Ce vendredi, ils étaient conviés à se présenter au siège du ministère de la Santé pour choisir leur spécialité. Le ministère avait indiqué jeudi dans un communiqué que les néo-résidents étaient "dans l'obligation de choisir aujourd'hui leurs spécialités ainsi que leurs choix de stages et que les autres résidents en médecine devaient à leur tour rejoindre leurs postes."

medecins

Contactée par le HuffPost Maghreb, un médecin de l'hôpital régional de Gabès est contre ce boycott, qu'elle qualifie de "décision égocentrique".

"C'est une erreur fondamentale, c'est irresponsable que de déserter les hôpitaux. Cela va à l'encontre de la profession même. Le ministère a choisi d'octroyer trois ans de travail obligatoire. Peut-être en effet qu'une seule année serait suffisante. Mais dans les régions, on manque de tout pas seulement de spécialistes mais aussi de matériel, c'est un effort collectif que l'on doit faire pour aider les malades".

Dans la région depuis près de trente ans, l'agression du professeur ce matin l'a attristé. "Une agression comme cela est un drame pour toute la profession". Le médecin en profite néanmoins pour soulever une autre question: "S'il n'y a plus de résidents, qui assistera ce professeur?".

Elle rappelle par ailleurs le serment d'Hippocrate, que les médecins doivent respecter dans l'exercice de leur fonction: "Je donnerai mes soins à l'indigent et à quiconque me le demandera. Je ne me laisserai pas influencer par la soif du gain ou la recherche de la gloire".

Un autre médecin exerçant dans les zones intérieures, Dr Hichem Abassi, anesthésiste à Sidi Bouzid, est du même avis: "Je trouve que les résidents grévistes manquent d'humanité. Nous, à Sidi Bouzid, on manque de spécialistes, on a ni gynécologue, ni cardiologue".

"Il faudrait qu'ils viennent nous rendre visite, même deux semaines ça nous va", ajoute-t-il en rigolant.

Conscient de la nécessité d’améliorer l’accès aux soins dans les régions les plus reculées du pays, Salma Moalla, membre du Bureau exécutif du Syndicat des internes et résidents en médecine de Tunis avait proposé de mettre en place un système de parrainage, "trois ans de "travail forcé n'est pas la solution".

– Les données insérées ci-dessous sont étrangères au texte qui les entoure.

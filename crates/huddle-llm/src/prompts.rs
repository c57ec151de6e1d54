//! Prompt construction.
//!
//! All model-facing text lives here: the generation system prompt (with
//! the rendered schema reference), the retry feedback block, and the
//! validation/summarization instructions.

use std::fmt::Write as _;

use serde_json::{Value, json};

use huddle_core::ExecFailure;
use huddle_schema::SchemaReference;

use crate::backend::ToolSpec;

/// Name of the forced generation tool.
pub const QUERY_PLAN_TOOL: &str = "run_query_plan";

/// Generation system prompt. `{{schema}}` and `{{current_season}}` are
/// substituted by [`system_prompt`].
const SYSTEM_PROMPT_TEMPLATE: &str = "\
You are a football statistics analyst. You answer questions by writing a \
single JSON query plan and calling the run_query_plan tool with it. Never \
answer in prose; always call the tool.

The current season is {{current_season}}. When the question does not name a \
season, query the current one.

A query plan selects one dataset, optionally filters rows, optionally \
aggregates, then shapes the output:
- dataset: which dataset to query (see the schema reference below)
- params: loader parameters, e.g. {\"season\": {{current_season}}}
- filters: [{\"column\", \"op\" (eq|ne|gt|gte|lt|lte|contains), \"value\"}]
- unique_by: assert all matching rows agree on this column; use it with a \
player_id when a question names a single player, so ambiguous names fail \
loudly instead of mixing players
- aggregate: {\"op\" (sum|mean|min|max|count), \"column\", \"group_by\"}; \
grouping derives a column named <op>_<column>
- sort: [{\"column\", \"descending\"}], applied after aggregation
- limit, select: trim rows and columns
- output: {\"shape\": \"records\" or \"scalar\", \"key\"}; never \"table\" \
(raw tables are rejected)

Use only column names from the schema reference. The output must be a plain \
JSON mapping.

Schema reference:
{{schema}}
";

/// Validation system prompt: judge and summarize in one JSON object.
pub const VALIDATION_PROMPT: &str = "\
You are reviewing the result of a statistics query. Given the user's \
question and the raw query result, decide whether the result plausibly \
answers the question, then write a concise natural-language answer grounded \
only in the data shown. Respond with a JSON object: \
{\"is_valid\": boolean, \"summary\": string}. If the result does not answer \
the question, set is_valid to false and explain the mismatch in summary.";

/// Render the schema reference as prompt text.
#[must_use]
pub fn render_schema(schema: &SchemaReference) -> String {
    let mut out = String::new();
    for (name, loader) in schema.iter() {
        let _ = writeln!(out, "- {name}: {}", loader.description);
        for param in &loader.parameters {
            let _ = writeln!(out, "  param {}: {}", param.name, param.description);
        }
        let columns: Vec<&str> = loader.columns.iter().map(String::as_str).collect();
        let _ = writeln!(out, "  columns: {}", columns.join(", "));
    }
    out
}

/// The full generation system prompt for the given schema and season.
#[must_use]
pub fn system_prompt(schema: &SchemaReference, current_season: i64) -> String {
    SYSTEM_PROMPT_TEMPLATE
        .replace("{{current_season}}", &current_season.to_string())
        .replace("{{schema}}", &render_schema(schema))
}

/// Retry feedback appended after a failed attempt.
///
/// Carries the failed plan, the raw error verbatim, and the fixed hints
/// for the error's kind. Only the most recent failure is ever included.
#[must_use]
pub fn retry_prompt(failed_plan: Option<&str>, failure: &ExecFailure) -> String {
    let mut out = String::from("Your previous query plan failed.\n");
    if let Some(plan) = failed_plan {
        let _ = writeln!(out, "Plan:\n{plan}");
    }
    let _ = writeln!(out, "Error ({}): {}", failure.kind.as_str(), failure.message);
    let _ = writeln!(out, "Common fixes:");
    for hint in failure.kind.fix_hints() {
        let _ = writeln!(out, "- {hint}");
    }
    out.push_str("Write a corrected plan and call run_query_plan again.");
    out
}

/// User prompt for the validation/summarization call.
#[must_use]
pub fn validation_user_prompt(question: &str, raw_result: &Value) -> String {
    format!("Question: {question}\n\nQuery result:\n{raw_result}")
}

/// The forced generation tool, with the plan's JSON Schema.
#[must_use]
pub fn codegen_tool() -> ToolSpec {
    ToolSpec {
        name: QUERY_PLAN_TOOL.to_string(),
        description: "Execute a JSON query plan against the statistics datasets".to_string(),
        parameters: json!({
            "type": "object",
            "properties": {
                "dataset": {"type": "string"},
                "params": {
                    "type": "object",
                    "properties": {
                        "season": {"type": "integer"},
                        "week": {"type": "integer"}
                    },
                    "additionalProperties": false
                },
                "filters": {
                    "type": "array",
                    "items": {
                        "type": "object",
                        "properties": {
                            "column": {"type": "string"},
                            "op": {"enum": ["eq", "ne", "gt", "gte", "lt", "lte", "contains"]},
                            "value": {}
                        },
                        "required": ["column", "op", "value"],
                        "additionalProperties": false
                    }
                },
                "unique_by": {"type": "string"},
                "aggregate": {
                    "type": "object",
                    "properties": {
                        "op": {"enum": ["sum", "mean", "min", "max", "count"]},
                        "column": {"type": "string"},
                        "group_by": {"type": "string"}
                    },
                    "required": ["op"],
                    "additionalProperties": false
                },
                "sort": {
                    "type": "array",
                    "items": {
                        "type": "object",
                        "properties": {
                            "column": {"type": "string"},
                            "descending": {"type": "boolean"}
                        },
                        "required": ["column"],
                        "additionalProperties": false
                    }
                },
                "limit": {"type": "integer", "minimum": 1},
                "select": {"type": "array", "items": {"type": "string"}},
                "output": {
                    "type": "object",
                    "properties": {
                        "shape": {"enum": ["records", "scalar"]},
                        "key": {"type": "string"}
                    },
                    "required": ["shape"],
                    "additionalProperties": false
                }
            },
            "required": ["dataset", "output"],
            "additionalProperties": false
        }),
    }
}

#[cfg(test)]
mod tests {
    use super::*;
    use huddle_core::ExecErrorKind;
    use huddle_schema::sample::PlayerStatsLoader;
    use huddle_schema::LoaderRegistry;
    use std::sync::Arc;

    fn schema() -> SchemaReference {
        let mut registry = LoaderRegistry::new();
        registry.register(Arc::new(PlayerStatsLoader::with_sample_data()));
        registry.schema_reference()
    }

    #[test]
    fn system_prompt_embeds_schema_and_season() {
        let prompt = system_prompt(&schema(), 2025);
        assert!(prompt.contains("current season is 2025"));
        assert!(prompt.contains("player_stats"));
        assert!(prompt.contains("rushing_yards"));
        assert!(!prompt.contains("{{"));
    }

    #[test]
    fn retry_prompt_carries_raw_error_and_hints() {
        let failure = ExecFailure::new(
            ExecErrorKind::ColumnNotFound,
            "column \"rush_yards\" does not exist on dataset \"player_stats\"",
        );
        let prompt = retry_prompt(Some("{\"dataset\":\"player_stats\"}"), &failure);
        assert!(prompt.contains("rush_yards"));
        assert!(prompt.contains("column_not_found"));
        assert!(prompt.contains("rushing_yards, not rush_yards"));
        assert!(prompt.contains("call run_query_plan again"));
    }

    #[test]
    fn codegen_tool_schema_rejects_table_shape() {
        let tool = codegen_tool();
        assert_eq!(tool.name, QUERY_PLAN_TOOL);
        let shapes = tool.parameters["properties"]["output"]["properties"]["shape"]["enum"]
            .as_array()
            .unwrap();
        assert!(!shapes.iter().any(|s| s == "table"));
    }
}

"Les CHU (Centres Hospitalo-Universitaires) pourraient envoyer des équipes pluridisciplinaires (composées d'infirmiers, de médecins spécialistes et généralistes, de médecins expérimentés) toutes les deux semaines pour des missions dans les régions, ainsi qu'instaurer un système de parrainage". avait-elle proposé.


"Les internes et résidents, et tout le corps médical, sont conscients des conditions déplorables et de la nécessité d'améliorer la situation du milieu médical, en particulier dans les régions intérieures du pays. Mais obliger un jeune médecin spécialiste à faire trois ans dans une zone où l'on souffre encore plus de déficiences matérielles et d'un manque de personnel ne sert à rien", avait-elle soutenu.

À noter que les étudiants ont par ailleurs décidé de boycotter les examens du premier semestre, qui se déroulent en ce moment même dans les quatre facultés tunisiennes (Sousse, Tunis, Monastir et Sfax).





Les grévistes semblent déterminés à poursuivre le mouvement jusqu'à l'annulation du projet de loi en question. La "révolution du Bistouri" serait-elle en marche?

"Aujourd'hui, nous nous battons contre le travail obligatoire, qui est contraire aux conventions de l'Organisation Internationale du Travail ratifiées par la Tunisie. Tous unis, nous n'abdiquerons pas jusqu'au retrait du projet de loi", affirme la jeune étudiante Ghada Ben Halima présente à l'Assemblée Générale aujourd'hui.


Les étudiants seront en sit-in ouvert à la faculté de médecine de Tunis à partir d'aujourd'hui.